Your instructions —
A single number is the answer: the count of lines in the listing below that contain "carol".
----- Extracted material -----
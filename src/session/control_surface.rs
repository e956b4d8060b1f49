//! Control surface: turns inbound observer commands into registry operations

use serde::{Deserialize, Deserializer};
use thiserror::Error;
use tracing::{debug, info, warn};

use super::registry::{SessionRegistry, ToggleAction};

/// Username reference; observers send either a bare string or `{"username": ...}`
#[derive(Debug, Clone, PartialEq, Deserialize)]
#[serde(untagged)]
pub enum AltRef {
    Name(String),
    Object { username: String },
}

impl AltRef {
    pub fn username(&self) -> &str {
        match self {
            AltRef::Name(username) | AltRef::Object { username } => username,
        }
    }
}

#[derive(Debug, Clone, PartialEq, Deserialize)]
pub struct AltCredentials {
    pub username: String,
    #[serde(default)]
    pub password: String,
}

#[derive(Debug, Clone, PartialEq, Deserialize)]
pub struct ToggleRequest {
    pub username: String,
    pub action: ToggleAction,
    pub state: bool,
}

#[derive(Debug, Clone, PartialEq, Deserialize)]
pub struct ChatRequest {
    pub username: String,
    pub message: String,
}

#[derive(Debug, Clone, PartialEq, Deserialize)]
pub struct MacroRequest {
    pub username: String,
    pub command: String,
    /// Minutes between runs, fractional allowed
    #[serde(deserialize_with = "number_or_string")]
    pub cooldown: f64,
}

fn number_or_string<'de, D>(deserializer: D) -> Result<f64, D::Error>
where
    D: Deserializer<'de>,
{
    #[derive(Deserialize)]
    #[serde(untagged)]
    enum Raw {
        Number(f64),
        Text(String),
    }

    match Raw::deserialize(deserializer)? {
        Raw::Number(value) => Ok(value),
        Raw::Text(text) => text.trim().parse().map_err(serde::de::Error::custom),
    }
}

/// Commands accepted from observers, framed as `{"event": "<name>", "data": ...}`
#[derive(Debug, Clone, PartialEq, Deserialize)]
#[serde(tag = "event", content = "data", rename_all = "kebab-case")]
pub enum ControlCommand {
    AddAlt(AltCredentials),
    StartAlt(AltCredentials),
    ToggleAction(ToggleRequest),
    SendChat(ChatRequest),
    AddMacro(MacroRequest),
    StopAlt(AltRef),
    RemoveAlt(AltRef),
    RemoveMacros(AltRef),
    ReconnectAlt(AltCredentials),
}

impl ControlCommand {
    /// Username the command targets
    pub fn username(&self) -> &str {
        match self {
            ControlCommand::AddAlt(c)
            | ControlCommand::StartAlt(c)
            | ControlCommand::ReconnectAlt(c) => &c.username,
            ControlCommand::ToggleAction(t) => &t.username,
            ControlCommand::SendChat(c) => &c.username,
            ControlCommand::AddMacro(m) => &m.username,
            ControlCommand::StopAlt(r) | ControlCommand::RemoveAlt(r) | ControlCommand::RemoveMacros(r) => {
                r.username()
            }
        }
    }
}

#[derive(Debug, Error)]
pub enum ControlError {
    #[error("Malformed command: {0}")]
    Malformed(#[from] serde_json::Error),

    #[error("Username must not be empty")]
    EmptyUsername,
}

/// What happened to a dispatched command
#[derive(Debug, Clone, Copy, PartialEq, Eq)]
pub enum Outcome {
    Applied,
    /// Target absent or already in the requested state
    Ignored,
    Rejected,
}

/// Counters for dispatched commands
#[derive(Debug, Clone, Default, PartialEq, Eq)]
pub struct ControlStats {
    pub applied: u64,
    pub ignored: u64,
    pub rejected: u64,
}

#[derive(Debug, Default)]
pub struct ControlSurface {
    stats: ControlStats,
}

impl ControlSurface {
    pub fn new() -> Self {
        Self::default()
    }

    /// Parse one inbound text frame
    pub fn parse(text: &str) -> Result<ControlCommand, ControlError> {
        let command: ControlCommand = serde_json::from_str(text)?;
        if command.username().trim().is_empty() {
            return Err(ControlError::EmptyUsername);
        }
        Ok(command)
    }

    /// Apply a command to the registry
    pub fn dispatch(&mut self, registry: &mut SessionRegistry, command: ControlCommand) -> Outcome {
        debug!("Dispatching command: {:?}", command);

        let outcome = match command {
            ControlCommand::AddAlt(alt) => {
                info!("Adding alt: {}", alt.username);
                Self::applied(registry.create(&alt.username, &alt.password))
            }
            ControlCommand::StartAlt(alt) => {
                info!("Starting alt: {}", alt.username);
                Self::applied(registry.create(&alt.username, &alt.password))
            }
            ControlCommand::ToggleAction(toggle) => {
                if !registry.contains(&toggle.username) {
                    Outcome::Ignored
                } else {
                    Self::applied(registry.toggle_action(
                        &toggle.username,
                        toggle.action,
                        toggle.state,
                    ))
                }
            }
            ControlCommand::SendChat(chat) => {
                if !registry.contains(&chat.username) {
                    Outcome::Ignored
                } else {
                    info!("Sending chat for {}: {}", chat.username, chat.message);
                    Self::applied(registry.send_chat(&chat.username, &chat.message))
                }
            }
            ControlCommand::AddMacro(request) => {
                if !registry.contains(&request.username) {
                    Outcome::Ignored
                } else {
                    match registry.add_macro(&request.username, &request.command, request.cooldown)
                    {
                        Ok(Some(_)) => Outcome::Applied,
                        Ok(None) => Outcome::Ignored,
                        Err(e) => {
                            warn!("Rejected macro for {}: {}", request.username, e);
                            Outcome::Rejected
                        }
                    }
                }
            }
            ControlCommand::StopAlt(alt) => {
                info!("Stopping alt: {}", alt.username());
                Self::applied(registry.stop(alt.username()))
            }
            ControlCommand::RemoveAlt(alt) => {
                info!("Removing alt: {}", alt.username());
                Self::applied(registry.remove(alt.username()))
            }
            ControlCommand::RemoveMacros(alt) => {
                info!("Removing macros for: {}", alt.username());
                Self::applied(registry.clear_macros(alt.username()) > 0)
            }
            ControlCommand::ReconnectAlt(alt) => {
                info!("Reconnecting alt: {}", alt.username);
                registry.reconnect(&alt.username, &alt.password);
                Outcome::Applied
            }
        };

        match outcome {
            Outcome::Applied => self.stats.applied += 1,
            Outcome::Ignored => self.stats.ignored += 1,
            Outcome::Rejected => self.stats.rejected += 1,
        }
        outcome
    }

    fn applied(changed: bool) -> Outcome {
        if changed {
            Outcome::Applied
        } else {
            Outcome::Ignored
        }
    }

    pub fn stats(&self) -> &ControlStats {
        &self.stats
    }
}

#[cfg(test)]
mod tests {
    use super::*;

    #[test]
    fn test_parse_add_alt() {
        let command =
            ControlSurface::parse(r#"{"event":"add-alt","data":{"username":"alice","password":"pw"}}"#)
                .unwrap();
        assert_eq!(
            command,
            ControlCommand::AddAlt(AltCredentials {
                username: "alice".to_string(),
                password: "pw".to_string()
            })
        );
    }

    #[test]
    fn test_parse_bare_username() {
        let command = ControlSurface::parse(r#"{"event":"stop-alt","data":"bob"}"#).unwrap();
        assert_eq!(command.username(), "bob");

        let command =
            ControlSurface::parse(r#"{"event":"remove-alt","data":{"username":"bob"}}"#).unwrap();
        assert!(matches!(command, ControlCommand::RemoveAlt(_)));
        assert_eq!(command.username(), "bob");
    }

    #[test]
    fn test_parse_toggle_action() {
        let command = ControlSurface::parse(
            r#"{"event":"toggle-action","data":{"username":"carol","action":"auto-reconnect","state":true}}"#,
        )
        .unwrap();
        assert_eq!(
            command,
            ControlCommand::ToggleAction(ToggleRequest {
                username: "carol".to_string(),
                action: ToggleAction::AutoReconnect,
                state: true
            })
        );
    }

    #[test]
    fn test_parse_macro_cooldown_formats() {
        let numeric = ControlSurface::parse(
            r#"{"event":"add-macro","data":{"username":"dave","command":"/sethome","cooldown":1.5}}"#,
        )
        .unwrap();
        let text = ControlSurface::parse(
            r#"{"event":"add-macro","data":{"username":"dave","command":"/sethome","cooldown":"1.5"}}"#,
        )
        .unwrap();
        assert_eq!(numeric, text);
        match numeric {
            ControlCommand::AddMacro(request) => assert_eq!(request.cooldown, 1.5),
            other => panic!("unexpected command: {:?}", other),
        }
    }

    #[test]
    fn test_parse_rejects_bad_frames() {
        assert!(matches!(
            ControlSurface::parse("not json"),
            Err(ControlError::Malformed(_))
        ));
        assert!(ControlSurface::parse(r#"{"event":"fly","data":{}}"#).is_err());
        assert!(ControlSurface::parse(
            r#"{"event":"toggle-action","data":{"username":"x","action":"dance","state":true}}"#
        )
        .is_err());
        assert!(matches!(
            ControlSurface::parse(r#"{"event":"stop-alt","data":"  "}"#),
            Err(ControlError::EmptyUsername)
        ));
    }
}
-----
Result of the exercise —
2